____ Data for this exercise
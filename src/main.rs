use std::path::{Path, PathBuf};
use std::sync::Arc;

use anyhow::{Context, Result, bail};
use clap::{Parser, Subcommand};
use notify::{Config as NotifyConfig, Event, RecommendedWatcher, RecursiveMode, Watcher};
use tokio::sync::mpsc;
use tracing::{info, warn};
use tracing_subscriber::EnvFilter;

use lminspect::cache::InspectionCache;
use lminspect::config::Config;
use lminspect::copilot::Copilot;
use lminspect::copilot::http::HttpChatChannel;
use lminspect::debounce::Debouncer;
use lminspect::inspector::Inspector;
use lminspect::render::{Decoration, DocumentRenderer, MemorySurface, Surface};
use lminspect::symbols::{Document, JavaOutline, OutlineProvider, content_hash};

#[derive(Parser)]
#[command(name = "lminspect", version, about = "Language-model code inspection for Java sources")]
struct Cli {
    /// Path to the JSON configuration file
    #[arg(long, global = true, default_value = "")]
    config: String,

    #[command(subcommand)]
    command: Command,
}

#[derive(Subcommand)]
enum Command {
    /// Print the code units of a file with their content hashes
    Outline { file: PathBuf },
    /// Inspect a file (or one unit of it) and print the rendered results
    Inspect {
        file: PathBuf,
        /// Qualified unit name, e.g. `Outer.Inner.run`
        #[arg(long)]
        unit: Option<String>,
    },
    /// Re-inspect changed units whenever the file is saved
    Watch { file: PathBuf },
}

struct App {
    config: Config,
    inspector: Inspector,
    renderer: DocumentRenderer,
    surface: Arc<MemorySurface>,
    outline: Arc<dyn OutlineProvider>,
}

impl App {
    fn new(config: Config) -> Self {
        let channel = HttpChatChannel::new(
            config.model.endpoint.clone(),
            config.model.name.clone(),
            config.model.api_key(),
        );
        let copilot = Copilot::new(Arc::new(channel))
            .with_max_rounds(config.model.max_rounds)
            .with_end_mark(config.model.end_mark.clone())
            .with_java_version(config.inspection.java_version);

        let cache = Arc::new(InspectionCache::new());
        let outline: Arc<dyn OutlineProvider> = Arc::new(JavaOutline::new());
        let surface = Arc::new(MemorySurface::new());

        let inspector = Inspector::new(Arc::new(copilot), Arc::clone(&cache), Arc::clone(&outline))
            .with_max_concurrencies(config.inspection.max_concurrencies);
        let renderer = DocumentRenderer::new(
            Arc::clone(&surface) as Arc<dyn Surface>,
            cache,
            Arc::clone(&outline),
        )
        .with_rerender_delay(config.inspection.rerender_debounce());
        renderer.reload(&config.renderer);

        Self {
            config,
            inspector,
            renderer,
            surface,
            outline,
        }
    }

    /// Inspect every method and constructor whose cached result is stale.
    async fn inspect_stale(&self, document: &Document) -> Result<usize> {
        let units = self.outline.code_units(document)?;
        let mut inspected = 0;
        for unit in units.iter().filter(|u| u.kind.is_callable()) {
            if self.inspector.cache().has_valid_entry(document, Some(unit)) {
                continue;
            }
            match self.inspector.inspect_unit(document, unit).await {
                Ok(_) => inspected += 1,
                Err(e) => warn!("failed to inspect {unit}: {e}"),
            }
        }
        Ok(inspected)
    }

    fn print(&self, document: &Document) {
        let snapshot = self.surface.snapshot(document.key());
        if snapshot.is_empty() {
            println!("{}: no inspections", document.key());
            return;
        }
        for (kind, items) in snapshot {
            println!("[{kind}]");
            for item in items {
                let text = match &item.decoration {
                    Decoration::Diagnostic { message, severity, .. } => {
                        format!("{severity:?}: {message}")
                    }
                    Decoration::GutterIcon { hover } => hover.replace("\n\n", " | "),
                    Decoration::CodeLens { title, tooltip } if tooltip.is_empty() => title.clone(),
                    Decoration::CodeLens { title, tooltip } => format!("{title} ({tooltip})"),
                    Decoration::RulerHighlight => "marker".to_string(),
                };
                println!(
                    "  {}:{}:{}  {text}",
                    document.key(),
                    item.range.start.line + 1,
                    item.range.start.column + 1
                );
            }
        }
    }
}

fn read_document(path: &Path) -> Result<Document> {
    let text = std::fs::read_to_string(path)
        .with_context(|| format!("failed to read {}", path.display()))?;
    Ok(Document::new(path.display().to_string(), text))
}

#[tokio::main]
async fn main() -> Result<()> {
    tracing_subscriber::fmt()
        .with_env_filter(EnvFilter::try_from_default_env().unwrap_or_else(|_| EnvFilter::new("info")))
        .with_writer(std::io::stderr)
        .with_target(false)
        .init();

    let cli = Cli::parse();
    let config = Config::load(&cli.config)?;
    config.validate()?;

    match cli.command {
        Command::Outline { file } => outline(&file),
        Command::Inspect { file, unit } => inspect(App::new(config), &file, unit.as_deref()).await,
        Command::Watch { file } => watch(App::new(config), &file).await,
    }
}

fn outline(file: &Path) -> Result<()> {
    let document = read_document(file)?;
    let units = JavaOutline::new().code_units(&document)?;
    for unit in &units {
        let hash = content_hash(&document, unit);
        println!(
            "{:<12}{:<40}{:>5}-{:<5}{}",
            unit.kind.to_string(),
            unit.name,
            unit.start_line() + 1,
            unit.end_line() + 1,
            &hash.as_str()[..12]
        );
    }
    Ok(())
}

async fn inspect(app: App, file: &Path, unit: Option<&str>) -> Result<()> {
    let document = read_document(file)?;
    match unit {
        Some(name) => {
            let units = app.outline.code_units(&document)?;
            let Some(unit) = units.iter().find(|u| u.name == name) else {
                bail!("no unit named {name} in {}", document.key());
            };
            app.inspector.inspect_unit(&document, unit).await?;
        }
        None => {
            app.inspector.inspect_document(&document).await?;
        }
    }
    app.renderer.rerender(&document).await?;
    app.print(&document);
    Ok(())
}

async fn watch(app: App, file: &Path) -> Result<()> {
    let app = Arc::new(app);
    let path = file
        .canonicalize()
        .with_context(|| format!("failed to resolve {}", file.display()))?;

    let document = read_document(&path)?;
    let count = app.inspect_stale(&document).await?;
    info!("inspected {count} unit(s)");
    app.renderer.rerender(&document).await?;
    app.print(&document);

    let (tx, mut rx) = mpsc::unbounded_channel::<notify::Result<Event>>();
    let mut watcher = RecommendedWatcher::new(
        move |res| {
            let _ = tx.send(res);
        },
        NotifyConfig::default(),
    )
    .context("Failed to create filesystem watcher")?;
    // Replace-on-save swaps the file's inode; watch the directory instead.
    let dir = path
        .parent()
        .with_context(|| format!("{} has no parent directory", path.display()))?;
    watcher
        .watch(dir, RecursiveMode::NonRecursive)
        .with_context(|| format!("Failed to watch {}", dir.display()))?;
    info!("watching {}", path.display());

    let debouncer = Arc::new(Debouncer::new());
    let key = path.display().to_string();

    loop {
        let event = tokio::select! {
            e = rx.recv() => e,
            _ = tokio::signal::ctrl_c() => {
                info!("shutting down");
                return Ok(());
            }
        };
        match event {
            Some(Ok(event)) if touches(&event, &path) => {}
            Some(Ok(_)) => continue,
            Some(Err(e)) => {
                warn!("watch error: {e}");
                continue;
            }
            None => bail!("Watcher channel closed"),
        }

        // show nothing stale while the edit settles
        let document = match read_document(&path) {
            Ok(document) => document,
            Err(e) => {
                warn!("skipping change: {e:#}");
                continue;
            }
        };
        app.renderer.clear(Some(document.key()));

        let app = Arc::clone(&app);
        let debouncer = Arc::clone(&debouncer);
        let path = path.clone();
        let key = key.clone();
        tokio::spawn(async move {
            let delay = app.config.inspection.debounce();
            debouncer
                .schedule(&key, delay, || async {
                    if let Err(e) = refresh(&app, &path).await {
                        warn!("refresh failed: {e:#}");
                    }
                })
                .await;
        });
    }
}

/// A content change of `path`.
fn touches(event: &Event, path: &Path) -> bool {
    (event.kind.is_modify() || event.kind.is_create()) && event.paths.iter().any(|p| p == path)
}

async fn refresh(app: &App, path: &Path) -> Result<()> {
    let document = read_document(path)?;
    let count = app.inspect_stale(&document).await?;
    info!("re-inspected {count} unit(s)");
    app.renderer.rerender(&document).await?;
    app.print(&document);
    Ok(())
}
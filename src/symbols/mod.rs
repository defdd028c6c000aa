/// Code units (named, ranged declarations) and their content identity.
///
/// A unit's cache validity is decided purely by the SHA-256 digest of the
/// exact text covered by its range; see [`content_hash`].
pub mod document;
pub mod outline;

pub use document::{Document, Position, TextRange};
pub use outline::{JavaOutline, OutlineError, OutlineProvider};

use serde::{Deserialize, Serialize};
use sha2::{Digest, Sha256};
use std::fmt;

#[derive(Debug, Clone, Copy, PartialEq, Eq, Hash, Serialize, Deserialize)]
pub enum UnitKind {
    Class,
    Interface,
    Enum,
    Method,
    Constructor,
}

impl UnitKind {
    /// Types: classes, interfaces and enums.
    pub fn is_type(self) -> bool {
        matches!(self, Self::Class | Self::Interface | Self::Enum)
    }

    /// Callables: methods and constructors.
    pub fn is_callable(self) -> bool {
        matches!(self, Self::Method | Self::Constructor)
    }
}

impl fmt::Display for UnitKind {
    fn fmt(&self, f: &mut fmt::Formatter<'_>) -> fmt::Result {
        let name = match self {
            Self::Class => "class",
            Self::Interface => "interface",
            Self::Enum => "enum",
            Self::Method => "method",
            Self::Constructor => "constructor",
        };
        f.write_str(name)
    }
}

#[derive(Debug, Clone, PartialEq, Eq, Serialize, Deserialize)]
pub struct CodeUnit {
    /// Name qualified by the enclosing types, e.g. `Outer.Inner.run`.
    pub name: String,
    pub kind: UnitKind,
    pub range: TextRange,
}

impl CodeUnit {
    pub fn new(name: impl Into<String>, kind: UnitKind, range: TextRange) -> Self {
        Self {
            name: name.into(),
            kind,
            range,
        }
    }

    pub fn start_line(&self) -> usize {
        self.range.start.line
    }

    pub fn end_line(&self) -> usize {
        self.range.end.line
    }

    /// Identity of the unit within its document: kind plus qualified name.
    pub fn identity(&self) -> String {
        format!("{}:{}", self.kind, self.name)
    }
}

impl fmt::Display for CodeUnit {
    fn fmt(&self, f: &mut fmt::Formatter<'_>) -> fmt::Result {
        write!(f, "{} {}", self.kind, self.name)
    }
}

/// Hex-encoded SHA-256 of a unit's source text.
#[derive(Debug, Clone, PartialEq, Eq, Hash)]
pub struct ContentHash(String);

impl ContentHash {
    pub fn of(text: &str) -> Self {
        let mut hasher = Sha256::new();
        hasher.update(text.as_bytes());
        Self(format!("{:x}", hasher.finalize()))
    }

    pub fn as_str(&self) -> &str {
        &self.0
    }
}

impl fmt::Display for ContentHash {
    fn fmt(&self, f: &mut fmt::Formatter<'_>) -> fmt::Result {
        f.write_str(&self.0)
    }
}

/// Digest of the exact text `unit` spans in `document`.
pub fn content_hash(document: &Document, unit: &CodeUnit) -> ContentHash {
    ContentHash::of(document.text_in(&unit.range))
}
________
What to work on
Beginning with the line above that contains "use std::fmt;", copy each line exactly up to and including the line that contains "pub fn is_callable(self)", and go no further.

Written answer
use std::fmt;

#[derive(Debug, Clone, Copy, PartialEq, Eq, Hash, Serialize, Deserialize)]
pub enum UnitKind {
    Class,
    Interface,
    Enum,
    Method,
    Constructor,
}

impl UnitKind {
    /// Types: classes, interfaces and enums.
    pub fn is_type(self) -> bool {
        matches!(self, Self::Class | Self::Interface | Self::Enum)
    }

    /// Callables: methods and constructors.
    pub fn is_callable(self) -> bool {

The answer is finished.